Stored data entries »

════════

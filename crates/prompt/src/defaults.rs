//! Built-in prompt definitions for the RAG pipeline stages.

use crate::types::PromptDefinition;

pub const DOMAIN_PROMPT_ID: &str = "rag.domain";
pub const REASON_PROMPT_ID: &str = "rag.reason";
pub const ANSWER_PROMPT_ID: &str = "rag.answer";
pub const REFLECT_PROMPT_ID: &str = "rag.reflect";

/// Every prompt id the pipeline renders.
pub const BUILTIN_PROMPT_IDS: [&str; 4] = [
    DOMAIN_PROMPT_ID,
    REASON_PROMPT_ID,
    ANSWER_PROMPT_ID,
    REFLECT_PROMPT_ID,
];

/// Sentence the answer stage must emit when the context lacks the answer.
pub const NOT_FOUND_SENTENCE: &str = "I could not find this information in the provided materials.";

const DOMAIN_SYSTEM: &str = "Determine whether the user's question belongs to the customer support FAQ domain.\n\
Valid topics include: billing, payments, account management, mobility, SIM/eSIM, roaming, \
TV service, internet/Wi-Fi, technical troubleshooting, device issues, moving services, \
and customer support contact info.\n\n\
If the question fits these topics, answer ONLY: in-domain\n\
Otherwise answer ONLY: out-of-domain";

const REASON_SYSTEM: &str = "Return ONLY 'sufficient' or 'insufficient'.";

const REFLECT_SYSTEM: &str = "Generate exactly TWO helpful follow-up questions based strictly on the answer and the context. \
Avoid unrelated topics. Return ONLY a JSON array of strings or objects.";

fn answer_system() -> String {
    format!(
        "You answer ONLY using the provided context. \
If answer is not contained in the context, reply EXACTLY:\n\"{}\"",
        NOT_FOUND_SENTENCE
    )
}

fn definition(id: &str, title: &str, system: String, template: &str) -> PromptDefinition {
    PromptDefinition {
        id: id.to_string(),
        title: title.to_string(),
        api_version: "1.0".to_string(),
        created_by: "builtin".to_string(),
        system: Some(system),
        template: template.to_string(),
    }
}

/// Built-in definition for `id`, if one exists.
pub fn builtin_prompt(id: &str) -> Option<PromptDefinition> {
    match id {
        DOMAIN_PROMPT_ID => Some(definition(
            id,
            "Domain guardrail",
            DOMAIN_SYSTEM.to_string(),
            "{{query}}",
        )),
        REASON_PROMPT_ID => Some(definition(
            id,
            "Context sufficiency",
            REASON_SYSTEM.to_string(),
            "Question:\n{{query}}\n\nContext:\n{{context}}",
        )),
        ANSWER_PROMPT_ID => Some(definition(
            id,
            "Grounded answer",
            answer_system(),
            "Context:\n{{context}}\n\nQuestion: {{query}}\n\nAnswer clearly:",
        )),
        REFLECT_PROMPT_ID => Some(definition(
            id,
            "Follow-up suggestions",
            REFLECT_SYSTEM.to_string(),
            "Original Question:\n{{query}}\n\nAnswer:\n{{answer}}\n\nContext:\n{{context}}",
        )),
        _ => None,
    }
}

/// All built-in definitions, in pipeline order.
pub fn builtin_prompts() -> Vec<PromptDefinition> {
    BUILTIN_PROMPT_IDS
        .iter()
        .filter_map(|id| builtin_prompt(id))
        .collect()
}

════════

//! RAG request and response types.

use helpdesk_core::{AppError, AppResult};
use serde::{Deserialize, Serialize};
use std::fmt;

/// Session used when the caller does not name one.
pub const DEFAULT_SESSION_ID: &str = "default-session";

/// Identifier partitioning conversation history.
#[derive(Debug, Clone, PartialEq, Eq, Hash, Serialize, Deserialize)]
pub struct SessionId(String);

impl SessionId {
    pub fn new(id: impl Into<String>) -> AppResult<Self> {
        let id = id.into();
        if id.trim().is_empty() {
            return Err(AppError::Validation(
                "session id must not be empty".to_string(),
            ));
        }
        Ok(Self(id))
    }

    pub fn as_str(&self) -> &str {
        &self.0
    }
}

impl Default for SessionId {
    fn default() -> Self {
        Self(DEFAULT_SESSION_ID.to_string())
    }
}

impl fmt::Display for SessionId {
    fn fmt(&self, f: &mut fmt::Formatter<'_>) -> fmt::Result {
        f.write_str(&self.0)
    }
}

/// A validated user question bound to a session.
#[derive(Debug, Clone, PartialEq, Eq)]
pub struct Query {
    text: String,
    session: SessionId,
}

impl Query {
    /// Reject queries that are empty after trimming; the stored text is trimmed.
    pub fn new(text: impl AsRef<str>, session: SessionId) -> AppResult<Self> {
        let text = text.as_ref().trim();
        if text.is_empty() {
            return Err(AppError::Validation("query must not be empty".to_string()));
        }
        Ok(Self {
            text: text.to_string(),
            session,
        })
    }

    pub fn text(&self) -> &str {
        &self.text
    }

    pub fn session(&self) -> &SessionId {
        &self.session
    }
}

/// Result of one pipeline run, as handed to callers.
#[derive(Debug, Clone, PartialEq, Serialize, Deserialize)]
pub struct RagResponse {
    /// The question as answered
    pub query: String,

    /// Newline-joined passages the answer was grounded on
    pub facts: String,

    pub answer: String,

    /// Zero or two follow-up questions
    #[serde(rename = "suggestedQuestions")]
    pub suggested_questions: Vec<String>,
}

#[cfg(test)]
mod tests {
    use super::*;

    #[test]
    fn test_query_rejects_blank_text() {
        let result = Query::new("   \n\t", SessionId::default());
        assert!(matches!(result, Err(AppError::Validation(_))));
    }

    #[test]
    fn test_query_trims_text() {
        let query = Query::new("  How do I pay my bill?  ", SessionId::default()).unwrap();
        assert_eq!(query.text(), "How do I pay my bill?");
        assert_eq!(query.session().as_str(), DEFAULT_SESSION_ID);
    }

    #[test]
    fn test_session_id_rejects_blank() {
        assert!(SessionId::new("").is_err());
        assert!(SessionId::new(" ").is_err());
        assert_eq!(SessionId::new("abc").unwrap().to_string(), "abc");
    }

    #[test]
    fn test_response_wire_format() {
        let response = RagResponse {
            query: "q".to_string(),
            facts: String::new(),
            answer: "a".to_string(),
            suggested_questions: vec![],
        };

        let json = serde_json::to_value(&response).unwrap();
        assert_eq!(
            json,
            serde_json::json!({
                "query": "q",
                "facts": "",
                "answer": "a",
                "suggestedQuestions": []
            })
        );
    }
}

════════

Aim of the task » The lines of the records that contain the string "AppResult" should be located and copied.

Completed exercise »
use helpdesk_core::{AppError, AppResult};
    pub fn new(id: impl Into<String>) -> AppResult<Self> {
    pub fn new(text: impl AsRef<str>, session: SessionId) -> AppResult<Self> {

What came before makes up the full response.